TASK ITEM | Your response should be every line of the data, written out exactly.

********

//! In-memory stand-in for the conversion service.

#![allow(dead_code)]

use convertorio::{
    ClientConfig, ConversionEvent, ConversionFailure, ConvertorioClient, EventKind, HttpRequest,
    HttpResponse, Method, Transport,
};
use serde_json::{json, Value};
use std::collections::VecDeque;
use std::sync::{Arc, Mutex};
use std::time::Duration;

pub const BASE_URL: &str = "https://api.convertorio.test";
pub const UPLOAD_URL: &str = "https://storage.convertorio.test/upload/job-42?sig=abc";
pub const DOWNLOAD_URL: &str = "https://storage.convertorio.test/download/job-42.jpg?sig=def";
pub const JOB_ID: &str = "job-42";
pub const CONVERTED_BYTES: &[u8] = b"converted-jpeg-bytes";

pub fn init_tracing() {
    let _ = tracing_subscriber::fmt()
        .with_test_writer()
        .with_max_level(tracing::Level::DEBUG)
        .try_init();
}

pub fn job(status: &str) -> Value {
    json!({ "id": JOB_ID, "status": status })
}

pub fn completed_job() -> Value {
    json!({
        "id": JOB_ID,
        "status": "completed",
        "download_url": DOWNLOAD_URL,
        "processing_time_ms": 1250,
        "tokens_used": 3
    })
}

/// Answers each endpoint from canned JSON and records every request.
pub struct FakeService {
    pub upload_url_reply: Mutex<Value>,
    pub confirm_reply: Mutex<Value>,
    /// Job records returned by successive status polls; the last one repeats.
    pub poll_replies: Mutex<VecDeque<Value>>,
    /// Envelope returned for job lookups in place of `poll_replies`.
    pub job_reply: Mutex<Option<Value>>,
    pub jobs_reply: Mutex<Value>,
    pub account_reply: Mutex<Value>,
    pub upload_url_status: Mutex<u16>,
    pub upload_status: Mutex<u16>,
    pub download_body: Mutex<Vec<u8>>,
    requests: Mutex<Vec<HttpRequest>>,
}

impl Default for FakeService {
    fn default() -> Self {
        Self {
            upload_url_reply: Mutex::new(json!({
                "success": true,
                "job_id": JOB_ID,
                "upload_url": UPLOAD_URL
            })),
            confirm_reply: Mutex::new(json!({ "success": true, "status": "queued" })),
            poll_replies: Mutex::new(VecDeque::from(vec![completed_job()])),
            job_reply: Mutex::new(None),
            jobs_reply: Mutex::new(json!({ "success": true, "jobs": [] })),
            account_reply: Mutex::new(json!({ "success": false })),
            upload_url_status: Mutex::new(200),
            upload_status: Mutex::new(200),
            download_body: Mutex::new(CONVERTED_BYTES.to_vec()),
            requests: Mutex::new(Vec::new()),
        }
    }
}

impl FakeService {
    pub fn new() -> Arc<Self> {
        Arc::new(Self::default())
    }

    pub fn with_polls(polls: Vec<Value>) -> Arc<Self> {
        let service = Self::default();
        *service.poll_replies.lock().unwrap() = VecDeque::from(polls);
        Arc::new(service)
    }

    pub fn requests(&self) -> Vec<HttpRequest> {
        self.requests.lock().unwrap().clone()
    }

    pub fn status_polls(&self) -> usize {
        let job_url = format!("{}/v1/jobs/{}", BASE_URL, JOB_ID);
        self.requests()
            .iter()
            .filter(|r| r.method == Method::GET && r.url == job_url)
            .count()
    }

    fn next_poll(&self) -> Value {
        if let Some(reply) = self.job_reply.lock().unwrap().clone() {
            return reply;
        }
        let mut polls = self.poll_replies.lock().unwrap();
        let job = if polls.len() > 1 {
            polls.pop_front().unwrap()
        } else {
            polls.front().cloned().unwrap_or_else(|| job("processing"))
        };
        json!({ "success": true, "job": job })
    }

    fn route(&self, request: &HttpRequest) -> HttpResponse {
        let method = &request.method;
        let path = request.url.strip_prefix(BASE_URL).unwrap_or("");

        if *method == Method::POST && path == "/v1/convert/upload-url" {
            let status = *self.upload_url_status.lock().unwrap();
            HttpResponse::from_bytes(status, self.upload_url_reply.lock().unwrap().to_string())
        } else if *method == Method::POST && path == "/v1/convert/confirm" {
            json_reply(&self.confirm_reply.lock().unwrap())
        } else if *method == Method::GET && path == "/v1/account" {
            json_reply(&self.account_reply.lock().unwrap())
        } else if *method == Method::GET && path.starts_with("/v1/jobs?") {
            json_reply(&self.jobs_reply.lock().unwrap())
        } else if *method == Method::GET && path.starts_with("/v1/jobs/") {
            json_reply(&self.next_poll())
        } else if *method == Method::PUT && request.url == UPLOAD_URL {
            HttpResponse::from_bytes(*self.upload_status.lock().unwrap(), "")
        } else if *method == Method::GET && request.url == DOWNLOAD_URL {
            HttpResponse::from_bytes(200, self.download_body.lock().unwrap().clone())
        } else {
            HttpResponse::from_bytes(404, r#"{"success":false,"error":"No such route"}"#)
        }
    }
}

fn json_reply(body: &Value) -> HttpResponse {
    HttpResponse::from_bytes(200, body.to_string())
}

#[async_trait::async_trait]
impl Transport for FakeService {
    async fn execute(&self, request: HttpRequest) -> Result<HttpResponse, ConversionFailure> {
        let response = self.route(&request);
        self.requests.lock().unwrap().push(request);
        Ok(response)
    }
}

pub fn client(service: &Arc<FakeService>) -> ConvertorioClient {
    client_with_polling(service, Duration::from_secs(2), 60)
}

pub fn client_with_polling(
    service: &Arc<FakeService>,
    interval: Duration,
    max_attempts: u32,
) -> ConvertorioClient {
    let mut config = ClientConfig::with_api_key("test-key");
    config.base_url = BASE_URL.to_string();

    ConvertorioClient::builder()
        .config(config)
        .poll_interval(interval)
        .max_attempts(max_attempts)
        .transport(service.clone())
        .build()
        .unwrap()
}

/// Records every event delivered to the client, across all kinds.
pub fn record_events(client: &ConvertorioClient) -> Arc<Mutex<Vec<ConversionEvent>>> {
    let events = Arc::new(Mutex::new(Vec::new()));
    for kind in EventKind::ALL {
        let sink = events.clone();
        client.on(kind, move |event| sink.lock().unwrap().push(event.clone()));
    }
    events
}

********

SOLUTION |
//! In-memory stand-in for the conversion service.

#![allow(dead_code)]

use convertorio::{
    ClientConfig, ConversionEvent, ConversionFailure, ConvertorioClient, EventKind, HttpRequest,
    HttpResponse, Method, Transport,
};
use serde_json::{json, Value};
use std::collections::VecDeque;
use std::sync::{Arc, Mutex};
use std::time::Duration;

pub const BASE_URL: &str = "https://api.convertorio.test";
pub const UPLOAD_URL: &str = "https://storage.convertorio.test/upload/job-42?sig=abc";
pub const DOWNLOAD_URL: &str = "https://storage.convertorio.test/download/job-42.jpg?sig=def";
pub const JOB_ID: &str = "job-42";
pub const CONVERTED_BYTES: &[u8] = b"converted-jpeg-bytes";

pub fn init_tracing() {
    let _ = tracing_subscriber::fmt()
        .with_test_writer()
        .with_max_level(tracing::Level::DEBUG)
        .try_init();
}

pub fn job(status: &str) -> Value {
    json!({ "id": JOB_ID, "status": status })
}

pub fn completed_job() -> Value {
    json!({
        "id": JOB_ID,
        "status": "completed",
        "download_url": DOWNLOAD_URL,
        "processing_time_ms": 1250,
        "tokens_used": 3
    })
}

/// Answers each endpoint from canned JSON and records every request.
pub struct FakeService {
    pub upload_url_reply: Mutex<Value>,
    pub confirm_reply: Mutex<Value>,
    /// Job records returned by successive status polls; the last one repeats.
    pub poll_replies: Mutex<VecDeque<Value>>,
    /// Envelope returned for job lookups in place of `poll_replies`.
    pub job_reply: Mutex<Option<Value>>,
    pub jobs_reply: Mutex<Value>,
    pub account_reply: Mutex<Value>,
    pub upload_url_status: Mutex<u16>,
    pub upload_status: Mutex<u16>,
    pub download_body: Mutex<Vec<u8>>,
    requests: Mutex<Vec<HttpRequest>>,
}

impl Default for FakeService {
    fn default() -> Self {
        Self {
            upload_url_reply: Mutex::new(json!({
                "success": true,
                "job_id": JOB_ID,
                "upload_url": UPLOAD_URL
            })),
            confirm_reply: Mutex::new(json!({ "success": true, "status": "queued" })),
            poll_replies: Mutex::new(VecDeque::from(vec![completed_job()])),
            job_reply: Mutex::new(None),
            jobs_reply: Mutex::new(json!({ "success": true, "jobs": [] })),
            account_reply: Mutex::new(json!({ "success": false })),
            upload_url_status: Mutex::new(200),
            upload_status: Mutex::new(200),
            download_body: Mutex::new(CONVERTED_BYTES.to_vec()),
            requests: Mutex::new(Vec::new()),
        }
    }
}

impl FakeService {
    pub fn new() -> Arc<Self> {
        Arc::new(Self::default())
    }

    pub fn with_polls(polls: Vec<Value>) -> Arc<Self> {
        let service = Self::default();
        *service.poll_replies.lock().unwrap() = VecDeque::from(polls);
        Arc::new(service)
    }

    pub fn requests(&self) -> Vec<HttpRequest> {
        self.requests.lock().unwrap().clone()
    }

    pub fn status_polls(&self) -> usize {
        let job_url = format!("{}/v1/jobs/{}", BASE_URL, JOB_ID);
        self.requests()
            .iter()
            .filter(|r| r.method == Method::GET && r.url == job_url)
            .count()
    }

    fn next_poll(&self) -> Value {
        if let Some(reply) = self.job_reply.lock().unwrap().clone() {
            return reply;
        }
        let mut polls = self.poll_replies.lock().unwrap();
        let job = if polls.len() > 1 {
            polls.pop_front().unwrap()
        } else {
            polls.front().cloned().unwrap_or_else(|| job("processing"))
        };
        json!({ "success": true, "job": job })
    }

    fn route(&self, request: &HttpRequest) -> HttpResponse {
        let method = &request.method;
        let path = request.url.strip_prefix(BASE_URL).unwrap_or("");

        if *method == Method::POST && path == "/v1/convert/upload-url" {
            let status = *self.upload_url_status.lock().unwrap();
            HttpResponse::from_bytes(status, self.upload_url_reply.lock().unwrap().to_string())
        } else if *method == Method::POST && path == "/v1/convert/confirm" {
            json_reply(&self.confirm_reply.lock().unwrap())
        } else if *method == Method::GET && path == "/v1/account" {
            json_reply(&self.account_reply.lock().unwrap())
        } else if *method == Method::GET && path.starts_with("/v1/jobs?") {
            json_reply(&self.jobs_reply.lock().unwrap())
        } else if *method == Method::GET && path.starts_with("/v1/jobs/") {
            json_reply(&self.next_poll())
        } else if *method == Method::PUT && request.url == UPLOAD_URL {
            HttpResponse::from_bytes(*self.upload_status.lock().unwrap(), "")
        } else if *method == Method::GET && request.url == DOWNLOAD_URL {
            HttpResponse::from_bytes(200, self.download_body.lock().unwrap().clone())
        } else {
            HttpResponse::from_bytes(404, r#"{"success":false,"error":"No such route"}"#)
        }
    }
}

fn json_reply(body: &Value) -> HttpResponse {
    HttpResponse::from_bytes(200, body.to_string())
}

#[async_trait::async_trait]
impl Transport for FakeService {
    async fn execute(&self, request: HttpRequest) -> Result<HttpResponse, ConversionFailure> {
        let response = self.route(&request);
        self.requests.lock().unwrap().push(request);
        Ok(response)
    }
}

pub fn client(service: &Arc<FakeService>) -> ConvertorioClient {
    client_with_polling(service, Duration::from_secs(2), 60)
}

pub fn client_with_polling(
    service: &Arc<FakeService>,
    interval: Duration,
    max_attempts: u32,
) -> ConvertorioClient {
    let mut config = ClientConfig::with_api_key("test-key");
    config.base_url = BASE_URL.to_string();

    ConvertorioClient::builder()
        .config(config)
        .poll_interval(interval)
        .max_attempts(max_attempts)
        .transport(service.clone())
        .build()
        .unwrap()
}

/// Records every event delivered to the client, across all kinds.
pub fn record_events(client: &ConvertorioClient) -> Arc<Mutex<Vec<ConversionEvent>>> {
    let events = Arc::new(Mutex::new(Vec::new()));
    for kind in EventKind::ALL {
        let sink = events.clone();
        client.on(kind, move |event| sink.lock().unwrap().push(event.clone()));
    }
    events
}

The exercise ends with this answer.